Schnelle möglichkeit von float to string

Metatron

Grünschnabel
Hallo,

ich habe ein Vektor der aus Float Arrays besteht:
vector<float*>

diesen möchte ich in eine csv Datei pressen.
Ich habe dafür auch einen lauffähigen Code, ist ja kein Hexenwerk.
Dieser Code ist aber zu langsam. Die meiste Zeit benötigt std::to_string(). Daher wäre meine Frage gibt es einen schnelleren Weg?
Ich benötige irgendwas um ein float möglichst schnell in ein String zu verwandeln.
 

ComFreek

Mod | @comfreek
Moderator
Ich hab mal ein bisschen im Internet nach "c++ float to string fast" herumgesucht. Mehrmals wurden folgende Bibliotheken vorgeschlagen:
Wenn die Konvertierung tatsächlich das Bottleneck ist, sind diese Bibliotheken möglicherweise schneller als die Standardbibliothek.
 

Jennesta

Erfahrenes Mitglied
Hallo,
du könntest auch einen Geschwindigkeitsvorteil bekommen, wenn du auf die C Funktionen setzt.
fprintf oder die Buffer Variante snprintf sollten auf jeden Fall schneller als die C++ Varianten sein, z.B. weil du keinen std::string benötigst. Je nachdem wie deine csv Datei aussieht kannst du dann auch ganze Zeilen direkt in dem Buffer definieren und ausgeben, "[..]%lf, %lf,[...]".

Um ein Benchmarking wirst du da wohl nicht herum kommen, um die beste Variante zu finden. Falls du dazu ein Ergebnis hast, würde es mich sehr interessieren.

VG Jennesta
 

Technipion

Erfahrenes Mitglied
ich habe ein Vektor der aus Float Arrays besteht:
vector<float*>

diesen möchte ich in eine csv Datei pressen.
Dieser Code ist aber zu langsam. Die meiste Zeit benötigt std::to_string().
Krass! Ich hätte ehrlichgesagt erwartet, dass die Dateioperationen bei weitem am längsten dauern.

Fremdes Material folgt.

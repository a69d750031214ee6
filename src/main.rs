mod batch;
mod classify;
mod db;
mod export;
mod models;
mod parser;
mod portal;
mod roll;
mod settings;

use std::path::{Path, PathBuf};
use std::sync::Arc;
use std::time::Instant;

use anyhow::Context;
use clap::{Parser, Subcommand};
use tracing::info;

use batch::{BatchParams, BatchResult};
use portal::{PageSource, Portal};
use settings::Settings;

const SUMMARY_FILE: &str = "bulk_results.csv";
const FULL_FILE: &str = "full_results.csv";

#[derive(Parser)]
#[command(name = "gradewise", about = "Bulk grade-wise results fetcher")]
struct Cli {
    #[command(subcommand)]
    command: Commands,
}

#[derive(Subcommand)]
enum Commands {
    /// Fetch results for a range of roll numbers and store them as the latest batch
    Fetch {
        /// Circular (exam notification) number, e.g. "25"
        #[arg(long)]
        circular: String,
        /// College code, e.g. "001"
        #[arg(long)]
        college: String,
        /// Branch code, e.g. "CM"
        #[arg(long)]
        branch: String,
        /// Semester code as the portal expects it
        #[arg(long)]
        semester: String,
        /// First roll serial (inclusive)
        #[arg(long)]
        from: u32,
        /// Last roll serial (inclusive)
        #[arg(long)]
        to: u32,
        /// Parallel requests (default: from settings)
        #[arg(short = 'j', long)]
        concurrency: Option<usize>,
        /// Also write the summary and full CSV exports
        #[arg(long)]
        export: bool,
    },
    /// Show one student's full result
    Student {
        roll: String,
        semester: String,
        /// Print as JSON instead of a table
        #[arg(long)]
        json: bool,
    },
    /// Write CSV exports of the latest (or a given) batch
    Export {
        #[arg(long, default_value = SUMMARY_FILE)]
        summary: PathBuf,
        #[arg(long, default_value = FULL_FILE)]
        full: PathBuf,
        /// Batch id (default: latest)
        #[arg(long)]
        batch: Option<i64>,
    },
    /// List stored batches, newest first
    Batches {
        #[arg(short = 'n', long, default_value = "10")]
        limit: usize,
    },
}

#[tokio::main]
async fn main() -> anyhow::Result<()> {
    tracing_subscriber::fmt()
        .with_env_filter(
            tracing_subscriber::EnvFilter::try_from_default_env()
                .unwrap_or_else(|_| "info".into()),
        )
        .init();

    let t0 = Instant::now();
    let cli = Cli::parse();
    let mut settings = Settings::load()?;

    let result = match cli.command {
        Commands::Fetch {
            circular,
            college,
            branch,
            semester,
            from,
            to,
            concurrency,
            export: also_export,
        } => {
            roll::check_range(from, to)?;
            if let Some(n) = concurrency {
                settings.concurrency = n;
                settings.validate()?;
            }
            let params = BatchParams {
                circular_no: circular,
                college_code: college,
                branch_code: branch,
                semester,
                roll_from: from,
                roll_to: to,
            };
            if params.roll_from > params.roll_to {
                println!("Empty roll range ({} > {}); nothing to fetch.", from, to);
                return Ok(());
            }

            let portal = Arc::new(Portal::new(&settings)?);
            let batch = batch::run_batch(portal, params, &settings).await?;

            let conn = db::connect(&settings.db_path)?;
            db::init_schema(&conn)?;
            let id = db::save_batch(&conn, &batch)?;
            info!(batch_id = id, "Saved batch");

            print_batch(&batch);
            println!("\nStored as batch #{}.", id);
            if also_export {
                write_exports(&batch, Path::new(SUMMARY_FILE), Path::new(FULL_FILE))?;
            }
            Ok(())
        }
        Commands::Student {
            roll,
            semester,
            json,
        } => {
            let portal = Portal::new(&settings)?;
            let html = portal
                .fetch(&roll, &semester)
                .await
                .with_context(|| format!("Failed to fetch {}", roll))?;
            let extraction = parser::extract_detail(&roll, &html, &settings.columns);

            if json {
                println!("{}", serde_json::to_string_pretty(&extraction)?);
            } else {
                print_student(&extraction);
            }
            Ok(())
        }
        Commands::Export {
            summary,
            full,
            batch: batch_id,
        } => {
            let conn = db::connect(&settings.db_path)?;
            db::init_schema(&conn)?;
            let stored = match batch_id {
                Some(id) => db::load_batch(&conn, id)?,
                None => db::load_latest(&conn)?,
            };
            let Some(stored) = stored else {
                match batch_id {
                    Some(id) => println!("No batch #{}.", id),
                    None => println!("No completed batch yet. Run 'fetch' first."),
                }
                return Ok(());
            };
            println!("Exporting batch #{} ({} students)", stored.id, stored.batch.entries.len());
            write_exports(&stored.batch, &summary, &full)
        }
        Commands::Batches { limit } => {
            let conn = db::connect(&settings.db_path)?;
            db::init_schema(&conn)?;
            let rows = db::list_batches(&conn, limit)?;
            if rows.is_empty() {
                println!("No batches stored.");
                return Ok(());
            }

            println!(
                "{:>4} | {:<20} | {:<8} | {:>9} | {:>5} | {:>4} | {:>4} | {:>4} | {:>4} | {:>4} | {:>4} | {:<20}",
                "#", "Prefix", "Sem", "Range", "Rolls", "Pass", "F1", "F2", "F3", "F4+", "Err", "Created"
            );
            println!("{}", "-".repeat(118));
            for r in &rows {
                let p = &r.params;
                let prefix = format!("{}{}-{}", p.circular_no, p.college_code, p.branch_code);
                let b = &r.buckets;
                println!(
                    "{:>4} | {:<20} | {:<8} | {:>9} | {:>5} | {:>4} | {:>4} | {:>4} | {:>4} | {:>4} | {:>4} | {:<20}",
                    r.id,
                    truncate(&prefix, 20),
                    truncate(&p.semester, 8),
                    format!("{:03}-{:03}", p.roll_from, p.roll_to),
                    r.entries,
                    b.pass_all,
                    b.fail_1,
                    b.fail_2,
                    b.fail_3,
                    b.fail_4_plus,
                    r.errors,
                    r.created_at
                );
            }
            Ok(())
        }
    };

    let elapsed = t0.elapsed();
    if elapsed.as_secs() >= 1 {
        println!("\nDone in {}", format_duration(elapsed));
    }

    result
}

fn print_batch(batch: &BatchResult) {
    println!(
        "{:<16} | {:<28} | {:>11} | {:<10} | {:>6}",
        "Roll No", "Name", "Grand Total", "Result", "Failed"
    );
    println!("{}", "-".repeat(84));
    for e in &batch.entries {
        let row = export::summary_row(e);
        println!(
            "{:<16} | {:<28} | {:>11} | {:<10} | {:>6}",
            row[0],
            truncate(&row[1], 28),
            row[2],
            truncate(&row[3], 10),
            row[4]
        );
    }

    let b = &batch.buckets;
    println!("\n--- Semester {} ---", batch.params.semester);
    println!("With result:    {}", b.total());
    println!("Passed all:     {}", b.pass_all);
    println!("Failed 1:       {}", b.fail_1);
    println!("Failed 2:       {}", b.fail_2);
    println!("Failed 3:       {}", b.fail_3);
    println!("Failed 4+:      {}", b.fail_4_plus);
    println!(
        "No result:      {}",
        batch.entries.len() - b.total() as usize - batch.failed.len()
    );

    if !batch.failed.is_empty() {
        println!("\n--- Fetch errors ({}) ---", batch.failed.len());
        for f in &batch.failed {
            println!("  [{}] {}: {}", f.index, f.roll, f.error);
        }
    }
}

fn print_student(extraction: &parser::Extraction) {
    let student = &extraction.student;
    if student.attribute_count() == 0 {
        println!("No result for {}.", student.pin());
        return;
    }
    for (key, value) in student.fields() {
        println!("{:<16} {}", key, value);
    }
    match &student.photo {
        Some(src) => println!("{:<16} embedded ({} bytes)", "Photo", src.len()),
        None => println!("{:<16} -", "Photo"),
    }

    if extraction.subjects.is_empty() {
        println!("\nNo subjects found.");
        return;
    }
    println!(
        "\n{:<10} | {:>8} | {:>8} | {:>6} | {:<5} | {:<6}",
        "Paper", "External", "Internal", "Total", "Grade", "Status"
    );
    println!("{}", "-".repeat(58));
    for s in &extraction.subjects {
        println!(
            "{:<10} | {:>8} | {:>8} | {:>6} | {:<5} | {:<6}",
            truncate(&s.code, 10),
            s.external,
            s.internal,
            s.total,
            s.grade,
            s.status
        );
    }
    let entry = classify::classify(student, &extraction.subjects);
    println!(
        "\n{} subjects, {} failed ({})",
        extraction.subjects.len(),
        entry.fail_count.unwrap_or_default(),
        entry.result
    );
}

fn write_exports(batch: &BatchResult, summary: &Path, full: &Path) -> anyhow::Result<()> {
    export::write_summary_file(summary, &batch.entries)?;
    export::write_full_file(full, &batch.full_rows)?;
    let subject_rows = batch.full_rows.iter().filter(|r| !r.is_separator()).count();
    println!(
        "Wrote {} ({} students) and {} ({} subject rows)",
        summary.display(),
        batch.entries.len(),
        full.display(),
        subject_rows
    );
    Ok(())
}

fn truncate(s: &str, max: usize) -> String {
    if s.chars().count() <= max {
        s.to_string()
    } else {
        let truncated: String = s.chars().take(max).collect();
        format!("{}...", truncated)
    }
}

fn format_duration(d: std::time::Duration) -> String {
    let secs = d.as_secs();
    if secs < 60 {
        format!("{:.1}s", d.as_secs_f64())
    } else if secs < 3600 {
        format!("{}m {}s", secs / 60, secs % 60)
    } else {
        format!("{}h {}m {}s", secs / 3600, (secs % 3600) / 60, secs % 60)
    }
}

Ist es vielleicht möglich, dass du uns mal die relevanten Codeauszüge postest? Ich will dir nichts unterstellen, aber vielleicht enthält die Konvertierung irgendwelche Bottlenecks?

Gruß Technipion
 

Metatron

Grünschnabel
Hallo,

der Code sieht wie folgt aus. sizex = 638, sizey = 958 und dim = 8. Ich habe mit absicht das schreiben der Datei ausgelagert um die Zeiten besser validieren zu können. Wenn ich direkt in die Datei schreibe ist die Zeit aber identisch. Die innerschleife benötigt ca 8 Sekunden, also insgesamt etwas mehr als 1 Minute. Bei 300 Dateien ist das schon nervig :D. Wenn ich zum Beispiel in der schleife statt sdt::string(), die floats einfach aufsummiere, bin ich bei einigen Millisekunden. (Das Berechnen der out dauert < 100ms).

Code:
   std::vector<float*> out = calculation(bla);

    string line =  std::to_string(sizex) + "\n" + std::to_string(sizey ) + "\n" + std::to_string(dim) + "\n";

    for (int d = 0; d < dim; d++)
    {     
        for (int x = 0; x < sizex * sizey; x++)
        {
            line += std::string(out[d][x]);
            line += ",";
        }
        line += "\n";
    }
    fstream data;
    data.open(savepfad + name + ".csv", ios::out);
    data<<line;
    data.close();


Die bibs kannte ich nocht nicht, hatte vorher ja auch schon gegoggelt. Schau ich mir mal an.
 

ComFreek

Mod | @comfreek
Moderator
Wie genau hast du eigentlich profiled?
Ich kenne mich mit C++ nicht so genau aus. Führt line += std::string(out[d][x]); zu einem Kopieren?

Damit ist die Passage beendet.